Outro dia abri uma caixa onde desde os 17 anos guardo crónicas, entrevistas ou quaisquer outras peças que por um motivo ou outro me impressionaram e persuadiram a separá-las para memória futura. De tempos a tempos, volto à caixa e que bom é reler as mesmas coisas com uns bons pares de anos em cima. Leia-se: com o olhar novo e filtrado que o evoluir do tempo sempre traz. E, mesmo assim, voltando a reconhecer a qualidade e a profundidade de algumas daquelas coisas que decidi guardar, tão contagiadas que estavam (assim me pareceu) pela intemporalidade que só os clássicos preservam.

Foi o que senti quando há muito pouco tempo reencontrei, nessa caixa, uma entrevista dada a uma publicação de uma marca comercial (dezembro de 2007) pelo economista, professor universitário e especialista em desenvolvimento e ética económica João César das Neves. Com várias reflexões já feitas sobre ética profissional e na qualidade de autor de publicações diversas na área da economia e fora dela, foi nessa entrevista levado por Sofia Sá da Bandeira a refletir sobre um conjunto de valores e princípios determinantes da felicidade. Nos antípodas dos chamados livros de autoajuda (que apenas convencem quem pela superficialidade e efemeridade dos temas se deixa levar), fez-me lembrar Bertrand Russell na sua obra A Conquista da Felicidade.

César das Neves avança desde logo com a apologia de que «(…) as sociedades estão tão preocupadas em construir a felicidade através do ganho que se esquecem que esta não se encontra tanto naquilo que se consegue, mas na forma como se vive cada momento». E as coisas que sucessivamente conseguimos dizem-nos precisamente isso. Porque a seguir, no limite, já estaremos focados nas que tanto queremos e ainda não conseguimos. É dramático. A felicidade está, também já o constatámos, naquele ímpeto, naquele ínfimo momento, naquela boa perturbação, naquela circunstância, naquela surpresa, naquele mistério que o tempo e a vida são. Sempre que o seu sentido é encontrado…
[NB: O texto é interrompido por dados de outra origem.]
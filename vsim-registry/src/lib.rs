//! vsim-registry: storage for every simulated object
//!
//! The registry maps references to objects and provides the locking and
//! change notification primitives the task engine and the property
//! collector are built on:
//!
//! - **Context**: the identity a lock is held under. Cloning a context
//!   shares the identity, which lets a caller hand a held lock to a worker.
//! - **ManagedObject**: the capabilities a registered object exposes
//!   (kind, is-a relations, canonical view, change application).
//! - **Registry**: membership, per-object locks, updates, listeners.
//! - **RegistryListener**: receives committed changes, after the fact.
//!
//! # Example
//!
//! ```ignore
//! use vsim_registry::{Context, Registry};
//!
//! let registry = Registry::new();
//! let ctx = Context::new();
//! let folder = registry.put(my_folder);
//!
//! registry.with_lock(&ctx, &folder, |guard| {
//!     registry.update(guard, vec![PropertyChange::assign("name", "vm")])
//! })??;
//! ```

mod context;
mod listener;
mod lock;
mod object;
mod registry;

pub use context::{Context, ContextId};
pub use listener::{CollectingListener, ListenerId, RegistryEvent, RegistryListener};
pub use lock::LockGuard;
pub use object::{CloneObject, ManagedObject};
pub use registry::{ObjectHandle, Registry};
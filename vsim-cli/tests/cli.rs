use assert_cmd::Command;
use predicates::prelude::*;
use serde_json::Value;
use std::fs;
use tempfile::tempdir;

#[test]
fn inventory_json_lists_every_entity() -> Result<(), Box<dyn std::error::Error>> {
    let dir = tempdir()?;
    fs::write(
        dir.path().join("vsim.yml"),
        r#"
model:
  folders: 2
  vms_per_folder: 3
"#,
    )?;

    #[allow(deprecated)]
    let assert = Command::cargo_bin("vsim")?
        .current_dir(dir.path())
        .env_remove("VSIM_CONFIG")
        .args(["inventory", "--json"])
        .assert()
        .success();

    let stdout = String::from_utf8(assert.get_output().stdout.clone())?;
    let value: Value = serde_json::from_str(&stdout)?;
    let entries = value.as_array().expect("json array");
    assert_eq!(entries.len(), 8);

    let vms: Vec<&Value> = entries
        .iter()
        .filter(|e| e["kind"] == "VirtualMachine")
        .collect();
    assert_eq!(vms.len(), 6);
    assert!(vms.iter().all(|vm| vm["power_state"] == "poweredOff"));
    assert_eq!(vms[0]["name"], "DC0_F0_VM0");
    Ok(())
}

#[test]
fn inventory_text_without_config_uses_defaults() -> Result<(), Box<dyn std::error::Error>> {
    let dir = tempdir()?;

    #[allow(deprecated)]
    Command::cargo_bin("vsim")?
        .current_dir(dir.path())
        .env_remove("VSIM_CONFIG")
        .arg("inventory")
        .assert()
        .success()
        .stdout(predicate::str::contains("DC0_F0_VM1"))
        .stdout(predicate::str::contains("3 entities"));
    Ok(())
}

#[test]
fn watch_reports_enter_then_modify() -> Result<(), Box<dyn std::error::Error>> {
    let dir = tempdir()?;

    #[allow(deprecated)]
    Command::cargo_bin("vsim")?
        .current_dir(dir.path())
        .env_remove("VSIM_CONFIG")
        .args(["watch", "--power-on", "1"])
        .assert()
        .success()
        .stdout(predicate::str::contains("Enter"))
        .stdout(predicate::str::contains("Modify"))
        .stdout(predicate::str::contains("runtime.powerState=poweredOn"));
    Ok(())
}

#[test]
fn config_prints_effective_values() -> Result<(), Box<dyn std::error::Error>> {
    let dir = tempdir()?;
    fs::write(dir.path().join("custom.yml"), "collector:\n  max_object_updates: 7\n")?;

    #[allow(deprecated)]
    Command::cargo_bin("vsim")?
        .current_dir(dir.path())
        .args(["--config", "custom.yml", "config"])
        .assert()
        .success()
        .stdout(predicate::str::contains("max_object_updates: 7"))
        .stdout(predicate::str::contains("poll_interval_ms: 20"))
        .stdout(predicate::str::contains("lock_handoff: true"));
    Ok(())
}

#[test]
fn invalid_config_fails() -> Result<(), Box<dyn std::error::Error>> {
    let dir = tempdir()?;
    fs::write(dir.path().join("vsim.yml"), "tasks:\n  delay_jitter: 3\n")?;

    #[allow(deprecated)]
    Command::cargo_bin("vsim")?
        .current_dir(dir.path())
        .env_remove("VSIM_CONFIG")
        .arg("config")
        .assert()
        .failure()
        .stderr(predicate::str::contains("delay_jitter"));
    Ok(())
}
A propósito das dispersas espiritualidades que por diversas vezes surgem como embuste e falso consolo, César das Neves diz: «Quando temos um sagrado de trazer por casa, acabamos por substituir o verdadeiro desafio das nossas vidas por um conjunto de práticas, superstições e orações que não nos levam a lado nenhum». Mas há motivos prazenteiros que parecem apontar caminhos cheios de promessas. «Deixamo-nos enganar facilmente por coisas que parecem o Céu e não o são.» O economista fala, neste contexto, da felicidade de pacotilha.

Como Russell, César das Neves reforça nesta entrevista os pressupostos daquilo que considera ser a verdadeira felicidade, sem dar confiança aos aparentes rasgos atrás dos quais a mesma parece por vezes esconder-se. «Assistimos a dramas de pessoas que puseram o sentido das suas vidas em coisas que se degradam, apostaram a felicidade em coisas que se revelaram vãs e vivem o drama de se verem decair, apodrecer, denegando-o muitas vezes de si próprios.» Para César das Neves, a via para alcançar a felicidade é a bondade. E isso tanto hoje se confunde com o ser tonto/pateta, mesmo que as figuras mais proeminentes da filosofia o tenham sustentadamente contrariado.

Desafiado ainda a falar sobre a visão tantas vezes dominante do amor e uma cabana, César das Neves recorda que de bondade, mas também de amor, se faz a felicidade. Mas não do amor efémero, superficial e cheio de deslumbramentos que muito oportunamente se faz pavonear. «Um dos dramas de hoje é que as pessoas partem para o casamento com o ideal de um conto de fadas. Mas a felicidade não é isso. De repente surgem obstáculos. É nesse tropeço, nesse sofrimento, que se manifesta a realidade do amor.» Tal como a felicidade. De outra forma, não estaremos com certeza a falar do mesmo tipo de felicidade. A meu ver.